Dez anos depois, quando moramos lá de novo, eu poderia encontrar o meu amigo Joshua a distância pelo brilho de sua camisa azul, aquele que ele usava toda a semana. Os invólucros e latas vazias que jogamos em um poço ao lado de nossa casa foram colhidos e levados pelas crianças locais para serem remodelados em decorações de parede ou lâmpadas. Tivemos um tanque ao lado da casa para coletar água. Outros caminharam até o rio para pegar os deles.

Até hoje, muitos em Kisii pegam água em jarros e encontram seu caminho à noite ao luar. Eles vivem em casas pequenas, algumas ainda feitas de lama e esterco, casas com persianas, mas sem vidro ou calor. Não há telefone, TV, videocassete ou computador. Eles escolhem entre educar seus filhos ou se manterem saudáveis. Eu me livrar de mais roupas a cada ano do que eles podem possuir durante toda a vida.
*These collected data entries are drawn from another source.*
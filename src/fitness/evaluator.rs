//! # FitnessEvaluator
//!
//! Scores an individual against every test case: raw fitness is the sum of the
//! per-case deviances, and a case is a hit when its deviance is within the
//! configured precision.
//!
//! An `InvalidEvaluation` on any case aborts the loop and punishes the individual
//! with [`PUNISHMENT_FITNESS`] and zero hits. Punishment is not an error: the
//! program simply ranks as (nearly) the worst of its generation.

use tracing::debug;

use crate::engine::ExpressionEngine;
use crate::error::{GpError, Result};
use crate::fitness::{DevianceStrategy, TestCases};
use crate::individual::Individual;

/// Raw fitness given to an individual that cannot be evaluated.
pub const PUNISHMENT_FITNESS: f64 = 999_999.0;

#[derive(Debug, Clone)]
pub struct FitnessEvaluator {
    cases: TestCases,
    deviance: DevianceStrategy,
    precision: f64,
}

impl FitnessEvaluator {
    pub fn new(cases: TestCases, deviance: DevianceStrategy, precision: f64) -> Self {
        Self {
            cases,
            deviance,
            precision,
        }
    }

    pub fn cases(&self) -> &TestCases {
        &self.cases
    }

    /// Total number of test cases; a perfect program scores this many hits.
    pub fn case_count(&self) -> usize {
        self.cases.len()
    }

    pub fn precision(&self) -> f64 {
        self.precision
    }

    pub fn deviance(&self) -> &DevianceStrategy {
        &self.deviance
    }

    /// Sets raw fitness and hits on `individual`.
    ///
    /// # Errors
    ///
    /// Only fatal errors are returned; `InvalidEvaluation` punishes the individual.
    pub fn evaluate(
        &self,
        engine: &mut dyn ExpressionEngine,
        individual: &mut Individual,
    ) -> Result<()> {
        match self.score(engine, individual) {
            Ok((raw_fitness, hits)) => {
                individual.set_fitness(raw_fitness, hits);
                Ok(())
            }
            Err(e) if e.is_recoverable() => {
                debug!(expression = %individual.expression(), error = %e, "Punishing individual");
                self.punish(individual);
                Ok(())
            }
            Err(e) => Err(e),
        }
    }

    fn score(
        &self,
        engine: &mut dyn ExpressionEngine,
        individual: &Individual,
    ) -> Result<(f64, usize)> {
        let mut raw_fitness = 0.0;
        let mut hits = 0;
        for case_index in 0..self.cases.len() {
            let deviance = self
                .deviance
                .calculate(engine, &self.cases, individual, case_index)?;
            raw_fitness += deviance;
            if deviance <= self.precision {
                hits += 1;
            }
        }
        if !raw_fitness.is_finite() {
            return Err(GpError::InvalidEvaluation(format!(
                "Raw fitness of {} overflows to {}",
                individual.expression(),
                raw_fitness
            )));
        }
        Ok((raw_fitness, hits))
    }

    /// Marks `individual` as unevaluable.
    pub fn punish(&self, individual: &mut Individual) {
        individual.set_fitness(PUNISHMENT_FITNESS, 0);
    }

    /// Whether `a` has strictly lower raw fitness than `b`.
    ///
    /// # Errors
    ///
    /// Returns `GpError::IllegalState` if either individual is unscored.
    pub fn is_better(&self, a: &Individual, b: &Individual) -> Result<bool> {
        Ok(raw_fitness_of(a)? < raw_fitness_of(b)?)
    }

    /// The fitter of two individuals; ties favour `a`.
    pub fn best<'a>(&self, a: &'a Individual, b: &'a Individual) -> Result<&'a Individual> {
        Ok(if self.is_better(b, a)? { b } else { a })
    }

    /// The less fit of two individuals; ties favour `b`.
    pub fn worst<'a>(&self, a: &'a Individual, b: &'a Individual) -> Result<&'a Individual> {
        Ok(if self.is_better(b, a)? { a } else { b })
    }
}

fn raw_fitness_of(individual: &Individual) -> Result<f64> {
    individual.raw_fitness().ok_or_else(|| {
        GpError::IllegalState(format!(
            "{} has not been evaluated",
            individual.expression()
        ))
    })
}
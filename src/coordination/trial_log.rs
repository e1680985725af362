use std::path::{Path, PathBuf};

use anyhow::{Context, Result};
use serde::{Deserialize, Serialize};
use tokio::fs;

use super::coordinator::{Mode, SessionVerdict};
use super::trial::TrialResult;
use crate::config::{CANDIDATE_LOG, INPUTS_LOG, REFERENCE_LOG, SESSION_SUMMARY};

/// The `session.json` file written when a session ends
#[derive(Debug, Clone, PartialEq, Eq, Serialize, Deserialize)]
pub struct SessionSummary {
    pub session_id: String,
    pub mode: Mode,
    pub started_at: String,  // RFC 3339
    pub finished_at: String, // RFC 3339
    pub trials_attempted: usize,
    pub trials_passed: usize,
    pub verdict: SessionVerdict,
    #[serde(skip_serializing_if = "Option::is_none")]
    pub failing_index: Option<usize>,
}

/// Trait for persisting the cumulative logs of a session
///
/// Logs are written once, after every worker has stopped.
#[async_trait::async_trait]
pub trait TrialLogStorage: Send + Sync {
    /// Write the inputs, reference and candidate logs for all executed trials
    async fn write_trials(&self, results: &[TrialResult]) -> Result<()>;

    async fn write_summary(&self, summary: &SessionSummary) -> Result<()>;

    async fn read_summary(&self) -> Result<SessionSummary>;

    /// Where the logs end up, for reporting
    fn location(&self) -> &Path;
}

/// Local filesystem implementation of TrialLogStorage
///
/// Directory structure:
///   {log_dir}/inputs.txt
///   {log_dir}/reference.txt
///   {log_dir}/candidate.txt
///   {log_dir}/session.json
pub struct LocalTrialLogStorage {
    log_dir: PathBuf,
}

impl LocalTrialLogStorage {
    pub fn new(log_dir: PathBuf) -> Self {
        Self { log_dir }
    }

    fn summary_path(&self) -> PathBuf {
        self.log_dir.join(SESSION_SUMMARY)
    }

    async fn ensure_dir(&self) -> Result<()> {
        fs::create_dir_all(&self.log_dir)
            .await
            .with_context(|| format!("Failed to create log directory {}", self.log_dir.display()))
    }
}

/// Render one log file: every entry under a `=== trial N ===` header
///
/// `results` must already be sorted by index.
pub fn render_log(results: &[TrialResult], text: impl Fn(&TrialResult) -> String) -> String {
    let mut log = String::new();
    for result in results {
        log.push_str(&format!("=== trial {} ===\n", result.index));
        let entry = text(result);
        log.push_str(&entry);
        if !entry.ends_with('\n') {
            log.push('\n');
        }
    }
    log
}

#[async_trait::async_trait]
impl TrialLogStorage for LocalTrialLogStorage {
    async fn write_trials(&self, results: &[TrialResult]) -> Result<()> {
        self.ensure_dir().await?;

        let logs = [
            (INPUTS_LOG, render_log(results, |r| r.input.clone())),
            (REFERENCE_LOG, render_log(results, TrialResult::expected_text)),
            (CANDIDATE_LOG, render_log(results, TrialResult::actual_text)),
        ];
        for (name, contents) in logs {
            fs::write(self.log_dir.join(name), contents)
                .await
                .with_context(|| format!("Failed to write {}", name))?;
        }

        Ok(())
    }

    async fn write_summary(&self, summary: &SessionSummary) -> Result<()> {
        self.ensure_dir().await?;

        let json =
            serde_json::to_string_pretty(summary).context("Failed to serialize session summary")?;
        fs::write(self.summary_path(), json)
            .await
            .context("Failed to write session summary")?;

        Ok(())
    }

    async fn read_summary(&self) -> Result<SessionSummary> {
        let contents = fs::read_to_string(self.summary_path())
            .await
            .context("Failed to read session summary")?;

        serde_json::from_str(&contents).context("Failed to parse session summary")
    }

    fn location(&self) -> &Path {
        &self.log_dir
    }
}

#[cfg(test)]
mod tests {
    use super::*;
    use crate::coordination::trial::{TrialReference, Verdict};
    use crate::exec::ExecutionOutcome;
    use tempfile::TempDir;

    fn results() -> Vec<TrialResult> {
        vec![
            TrialResult {
                index: 1,
                input: "3\n1 2 3".to_string(),
                candidate: Some(ExecutionOutcome::Completed {
                    output: "6".to_string(),
                    exit_code: 0,
                }),
                reference: TrialReference::Oracle(ExecutionOutcome::Completed {
                    output: "6".to_string(),
                    exit_code: 0,
                }),
                verdict: Verdict::Pass,
            },
            TrialResult {
                index: 2,
                input: "1\n5".to_string(),
                candidate: Some(ExecutionOutcome::NoOutputProduced),
                reference: TrialReference::Oracle(ExecutionOutcome::Completed {
                    output: "5".to_string(),
                    exit_code: 0,
                }),
                verdict: Verdict::Fail {
                    diagnostic: Some("candidate: produced no output".to_string()),
                },
            },
        ]
    }

    #[test]
    fn test_render_log_delimits_by_index() {
        let log = render_log(&results(), TrialResult::actual_text);

        assert_eq!(
            log,
            "=== trial 1 ===\n6\n=== trial 2 ===\n<produced no output>\n"
        );
    }

    #[tokio::test]
    async fn test_write_trials_creates_all_logs() {
        let dir = TempDir::new().unwrap();
        let storage = LocalTrialLogStorage::new(dir.path().join("logs"));

        storage.write_trials(&results()).await.unwrap();

        let inputs = std::fs::read_to_string(dir.path().join("logs").join(INPUTS_LOG)).unwrap();
        let reference =
            std::fs::read_to_string(dir.path().join("logs").join(REFERENCE_LOG)).unwrap();
        assert_eq!(inputs, "=== trial 1 ===\n3\n1 2 3\n=== trial 2 ===\n1\n5\n");
        assert_eq!(reference, "=== trial 1 ===\n6\n=== trial 2 ===\n5\n");
        assert!(dir.path().join("logs").join(CANDIDATE_LOG).exists());
    }

    #[tokio::test]
    async fn test_summary_round_trip() {
        let dir = TempDir::new().unwrap();
        let storage = LocalTrialLogStorage::new(dir.path().to_path_buf());
        let summary = SessionSummary {
            session_id: "7f1c0e1a-0000-4000-8000-000000000000".to_string(),
            mode: Mode::Stress,
            started_at: "2026-01-05T10:00:00Z".to_string(),
            finished_at: "2026-01-05T10:00:03Z".to_string(),
            trials_attempted: 2,
            trials_passed: 1,
            verdict: SessionVerdict::Failed { index: 2 },
            failing_index: Some(2),
        };

        storage.write_summary(&summary).await.unwrap();
        let json = std::fs::read_to_string(dir.path().join(SESSION_SUMMARY)).unwrap();
        assert!(json.contains("\"mode\": \"stress\""));
        assert!(json.contains("\"status\": \"failed\""));

        assert_eq!(storage.read_summary().await.unwrap(), summary);
    }
}
use std::ffi::OsString;
use std::path::{Path, PathBuf};

use super::artifact::{ArtifactRole, SourceArtifact};
use crate::config::{CANDIDATE_OPT_LEVEL, DEFAULT_COMPILER, LANGUAGE_STANDARD, SUPPORT_OPT_LEVEL};

/// External compiler invocation settings
#[derive(Debug, Clone)]
pub struct Toolchain {
    pub compiler: PathBuf,
    pub standard: String,
    pub extra_flags: Vec<String>,
}

impl Toolchain {
    pub fn new(compiler: impl AsRef<Path>) -> Self {
        Self {
            compiler: compiler.as_ref().to_path_buf(),
            standard: LANGUAGE_STANDARD.to_string(),
            extra_flags: Vec::new(),
        }
    }

    pub fn with_flags(mut self, flags: impl IntoIterator<Item = impl Into<String>>) -> Self {
        self.extra_flags = flags.into_iter().map(Into::into).collect();
        self
    }

    /// The candidate runs on every trial, so it gets the higher tier
    pub fn opt_level(role: ArtifactRole) -> &'static str {
        match role {
            ArtifactRole::Candidate => CANDIDATE_OPT_LEVEL,
            ArtifactRole::Oracle | ArtifactRole::Generator => SUPPORT_OPT_LEVEL,
        }
    }

    /// Compiler arguments: `<std> <opt> <extra...> <source> -o <binary>`
    pub fn args_for(&self, artifact: &SourceArtifact) -> Vec<OsString> {
        let mut args: Vec<OsString> = vec![
            self.standard.clone().into(),
            Self::opt_level(artifact.role).into(),
        ];
        args.extend(self.extra_flags.iter().map(OsString::from));
        args.push(artifact.source.clone().into_os_string());
        args.push("-o".into());
        args.push(artifact.binary.clone().into_os_string());
        args
    }
}

impl Default for Toolchain {
    fn default() -> Self {
        Self::new(DEFAULT_COMPILER)
    }
}

#[cfg(test)]
mod tests {
    use super::*;

    #[test]
    fn test_args_layout() {
        let toolchain = Toolchain::default().with_flags(["-DLOCAL"]);
        let mut artifact = SourceArtifact::new(ArtifactRole::Oracle, "/w/brute.cpp");
        artifact.binary = PathBuf::from("/w/brute");

        let args = toolchain.args_for(&artifact);

        assert_eq!(
            args,
            vec![
                OsString::from("-std=c++17"),
                OsString::from("-O1"),
                OsString::from("-DLOCAL"),
                OsString::from("/w/brute.cpp"),
                OsString::from("-o"),
                OsString::from("/w/brute"),
            ]
        );
    }

    #[test]
    fn test_candidate_gets_higher_tier() {
        assert_eq!(Toolchain::opt_level(ArtifactRole::Candidate), "-O2");
        assert_eq!(Toolchain::opt_level(ArtifactRole::Generator), "-O1");
    }
}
Em agosto de 2000, Lyn e eu voltamos para o Quênia. As terras altas de Kisii são tão verdes quanto sempre, as chuvas aqui não cessaram completamente. Há milho nos campos, bananas nos shambas, chá nas encostas. Mas agora as parcelas não são maiores que a terra em que se encontra minha casa suburbana. Não é um acre intocado. As aldeias da estrada, que já eram algumas lojas, agora estão atrapalhando as cidades que estão cheias de barracas e transmitem pessoas, pessoas e pessoas. Há um fluxo de carros, caminhões, ônibus, vans, pick-ups retardados por choques de velocidade e cheques policiais. Há pessoas caminhando, segurando cestas em suas mãos, equilibrando cestas na cabeça, crianças em uniformes escolares, crianças empurrando aros de ferro, chutando pedras, rindo. Existem comerciantes, compradores, observadores, conversadores. Existem barracas e lojas e produtos colocados em tapetes. Ferro, madeira, corda, borracha, lata. Sapatos usados, camisas. Este é Kisii – mais pessoas por quilômetro quadrado do que qualquer outra área rural do mundo.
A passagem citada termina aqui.